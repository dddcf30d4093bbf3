use std::mem;

use crate::query_model::DataType;

use super::{
    errors::StatementError, AggregationModifier, Ordering, ResultShape, SqlExpr, SqlTable,
    Statement, TableId,
};

/// Mutable staging area for one statement.
///
/// Owned by whichever stage or handler is currently assembling the statement. Sealing produces an
/// immutable [`Statement`]; [`StatementBuilder::get_statement_and_reset`] seals and clears in
/// one step when an operator must start over in a new outer statement.
#[derive(Debug, Clone, Default)]
pub struct StatementBuilder {
    pub shape: Option<ResultShape>,
    pub select_projection: Option<SqlExpr>,
    pub tables: Vec<SqlTable>,
    pub where_condition: Option<SqlExpr>,
    pub orderings: Vec<Ordering>,
    pub top_expression: Option<SqlExpr>,
    pub is_distinct: bool,
    pub aggregation_modifier: AggregationModifier,
    pub group_by_expression: Option<SqlExpr>,

    /// Synthetic row number of the wrapped statement, set by Skip.
    pub row_number_selector: Option<SqlExpr>,
    /// Rows already skipped through `row_number_selector`.
    pub current_row_number_offset: Option<SqlExpr>,
}

impl StatementBuilder {
    pub fn new() -> Self {
        Self::default()
    }

    /// Builder pre-populated with a sealed statement's contents.
    pub fn from_statement(statement: Statement) -> Self {
        Self {
            shape: Some(statement.shape),
            select_projection: Some(statement.select_projection),
            tables: statement.tables,
            where_condition: statement.where_condition,
            orderings: statement.orderings,
            top_expression: statement.top_expression,
            is_distinct: statement.is_distinct,
            aggregation_modifier: statement.aggregation_modifier,
            group_by_expression: statement.group_by_expression,
            row_number_selector: None,
            current_row_number_offset: None,
        }
    }

    /// Conjoins `condition` onto any existing WHERE condition.
    pub fn add_where_condition(&mut self, condition: SqlExpr) {
        self.where_condition = Some(match self.where_condition.take() {
            Some(existing) => SqlExpr::and(existing, condition),
            None => condition,
        });
    }

    /// Clears the orderings unless TOP makes them select which rows are returned.
    pub fn drop_unlimited_orderings(&mut self) {
        if self.top_expression.is_none() {
            self.orderings.clear();
        }
    }

    pub fn add_table(&mut self, table: SqlTable) {
        self.tables.push(table);
    }

    pub fn find_table(&self, id: TableId) -> Option<&SqlTable> {
        self.tables.iter().find_map(|table| table.find(id))
    }

    pub fn find_table_mut(&mut self, id: TableId) -> Option<&mut SqlTable> {
        self.tables.iter_mut().find_map(|table| table.find_mut(id))
    }

    pub fn item_data_type(&self) -> Option<DataType> {
        self.select_projection.as_ref().map(SqlExpr::data_type)
    }

    /// Freezes a snapshot of the current contents.
    pub fn seal(&self) -> Result<Statement, StatementError> {
        self.clone().into_statement()
    }

    pub fn into_statement(self) -> Result<Statement, StatementError> {
        let shape = self.shape.ok_or(StatementError::MissingResultShape)?;
        let select_projection = self
            .select_projection
            .ok_or(StatementError::MissingSelectProjection)?;

        if let Some(condition) = &self.where_condition {
            let actual = condition.data_type();
            if !actual.is_boolean() {
                return Err(StatementError::NonBooleanWhereCondition { actual });
            }
        }
        if self.top_expression.is_some() && self.aggregation_modifier != AggregationModifier::None
        {
            return Err(StatementError::TopWithAggregation {
                modifier: self.aggregation_modifier.to_string(),
            });
        }

        Ok(Statement {
            shape,
            select_projection,
            tables: self.tables,
            where_condition: self.where_condition,
            orderings: self.orderings,
            top_expression: self.top_expression,
            is_distinct: self.is_distinct,
            aggregation_modifier: self.aggregation_modifier,
            group_by_expression: self.group_by_expression,
        })
    }

    /// Seals the current contents and leaves an empty builder behind.
    pub fn get_statement_and_reset(&mut self) -> Result<Statement, StatementError> {
        let statement = self.seal()?;
        mem::take(self);
        Ok(statement)
    }
}
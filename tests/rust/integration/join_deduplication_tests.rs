//! Re-traversing a relationship from the same table must reuse one join.

use std::sync::Arc;

use mockall::mock;
use relq::{
    mapping::MappingError,
    query_model::{ConstantValue, DataType, MemberRef, QueryExpr, SourceIdGenerator},
    sql_statement::{
        ColumnExpr, EntityDefinition, EntityExpr, ResolvedJoin, ResolvedSimpleTable, SqlExpr,
        UnresolvedJoin, UnresolvedTable,
    },
    utils::AliasGenerator,
    MappingResolver, MappingSchema, QueryTranslator, TranslatorConfig,
};

use super::*;

mock! {
    pub Resolver {}

    impl MappingResolver for Resolver {
        fn resolve_table_info(
            &self,
            table: &UnresolvedTable,
            generator: &mut AliasGenerator,
        ) -> Result<ResolvedSimpleTable, MappingError>;

        fn resolve_join_info(
            &self,
            join: &UnresolvedJoin,
            generator: &mut AliasGenerator,
        ) -> Result<ResolvedJoin, MappingError>;

        fn resolve_simple_table_info(
            &self,
            table: &ResolvedSimpleTable,
            generator: &mut AliasGenerator,
        ) -> Result<EntityDefinition, MappingError>;

        fn resolve_member_expression(
            &self,
            entity: &EntityExpr,
            member: &MemberRef,
        ) -> Result<SqlExpr, MappingError>;

        fn resolve_column_member_expression(
            &self,
            column: &ColumnExpr,
            member: &MemberRef,
        ) -> Result<SqlExpr, MappingError>;

        fn resolve_constant_expression(
            &self,
            value: &ConstantValue,
            data_type: &DataType,
        ) -> Result<SqlExpr, MappingError>;

        fn resolve_type_check(
            &self,
            expr: &SqlExpr,
            target: &DataType,
        ) -> Result<SqlExpr, MappingError>;
    }
}

/// Mock that forwards every call to the fixture schema, counting table and join lookups.
fn counting_resolver(tables: usize, joins: usize) -> MockResolver {
    let schema = Arc::new(kitchen_schema());
    let mut resolver = MockResolver::new();

    let s = Arc::clone(&schema);
    resolver
        .expect_resolve_table_info()
        .times(tables)
        .returning(move |table, generator| s.resolve_table_info(table, generator));
    let s = Arc::clone(&schema);
    resolver
        .expect_resolve_join_info()
        .times(joins)
        .returning(move |join, generator| s.resolve_join_info(join, generator));
    let s = Arc::clone(&schema);
    resolver
        .expect_resolve_simple_table_info()
        .returning(move |table, generator| s.resolve_simple_table_info(table, generator));
    let s = Arc::clone(&schema);
    resolver
        .expect_resolve_member_expression()
        .returning(move |entity, member| s.resolve_member_expression(entity, member));
    let s = Arc::clone(&schema);
    resolver
        .expect_resolve_column_member_expression()
        .returning(move |column, member| s.resolve_column_member_expression(column, member));
    let s = Arc::clone(&schema);
    resolver
        .expect_resolve_constant_expression()
        .returning(move |value, data_type| s.resolve_constant_expression(value, data_type));
    let s: Arc<MappingSchema> = schema;
    resolver
        .expect_resolve_type_check()
        .returning(move |expr, target| s.resolve_type_check(expr, target));
    resolver
}

#[test]
fn test_same_navigation_twice_resolves_one_join() {
    // from c in Cooks where c.Kitchen.Name != null select c.Kitchen.Name
    let mut ids = SourceIdGenerator::default();
    let builder = cooks(&mut ids);
    let kitchen_name = builder
        .main_source()
        .member(cook_member("Kitchen", DataType::entity("Kitchen")))
        .member(MemberRef::new("Kitchen", "Name", DataType::String));
    let model = builder
        .where_clause(
            kitchen_name
                .clone()
                .not_equal(QueryExpr::null(DataType::String)),
        )
        .select(kitchen_name)
        .build();

    let translator =
        QueryTranslator::new(Arc::new(counting_resolver(1, 1)), TranslatorConfig::default());
    let statement = translator.translate(&model).unwrap();

    assert_eq!(statement.tables().len(), 1);
    assert_eq!(statement.tables()[0].joins().count(), 1);
    assert_eq!(
        statement.where_condition(),
        Some(&SqlExpr::is_not_null(SqlExpr::column(
            "t1",
            "Name",
            DataType::String,
            false
        )))
    );
    // Dropping the translator drops the mock, which verifies the call counts.
}

#[test]
fn test_chained_navigation_joins_each_relationship_once() {
    // from c in Cooks select new { K = c.Kitchen.Name, R = c.Kitchen.Restaurant.Name }
    let mut ids = SourceIdGenerator::default();
    let builder = cooks(&mut ids);
    let kitchen = builder
        .main_source()
        .member(cook_member("Kitchen", DataType::entity("Kitchen")));
    let restaurant = kitchen.clone().member(MemberRef::new(
        "Kitchen",
        "Restaurant",
        DataType::entity("Restaurant"),
    ));
    let model = builder
        .select(QueryExpr::new_object(
            "Names",
            vec![
                (
                    "K".to_string(),
                    kitchen.member(MemberRef::new("Kitchen", "Name", DataType::String)),
                ),
                (
                    "R".to_string(),
                    restaurant.member(MemberRef::new("Restaurant", "Name", DataType::String)),
                ),
            ],
        ))
        .build();

    let translator =
        QueryTranslator::new(Arc::new(counting_resolver(1, 2)), TranslatorConfig::default());
    let statement = translator.translate(&model).unwrap();

    let kitchen_join = statement.tables()[0]
        .joins()
        .next()
        .expect("kitchen join");
    assert_eq!(kitchen_join.joins().count(), 1);
}
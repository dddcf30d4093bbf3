use thiserror::Error;

use crate::{
    query_model::{DataType, ResultOperatorKind, SourceId, SymbolKey},
    sql_statement::StatementError,
};

#[derive(Debug, Clone, Error, PartialEq)]
pub enum PreparationError {
    #[error(transparent)]
    Statement(#[from] StatementError),

    #[error("Query source {0} is not in scope")]
    UnknownSource(SourceId),

    #[error("No handler registered for result operator `{0}`")]
    UnsupportedResultOperator(ResultOperatorKind),

    #[error("Result operator `{operator}` cannot follow an operator that produced a single scalar value")]
    OperatorAfterScalar { operator: ResultOperatorKind },

    #[error("A literal collection can only be used as the source of Contains, found `{usage}`")]
    LiteralCollectionUsage { usage: String },

    #[error("Expression of type `{data_type}` cannot be used as a query source")]
    UnsupportedFromExpression { data_type: DataType },

    #[error("Expression `{0}` is not supported in this position")]
    UnsupportedExpression(String),

    #[error("Method `{method}` expects {expected} argument(s), got {actual}")]
    ArgumentCount {
        method: SymbolKey,
        expected: String,
        actual: usize,
    },

    #[error("Sub-statements are nested deeper than the configured limit of {max}")]
    NestingTooDeep { max: usize },
}

impl PreparationError {
    /// Whether the failure comes from an operator/expression combination that has no relational
    /// counterpart (as opposed to an internal defect).
    pub fn is_unsupported_shape(&self) -> bool {
        !matches!(self, PreparationError::Statement(_))
    }
}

Work task: What lines of the listing contain the word "SymbolKey"? Copy them all.

Exercise response:
    query_model::{DataType, ResultOperatorKind, SourceId, SymbolKey},
        method: SymbolKey,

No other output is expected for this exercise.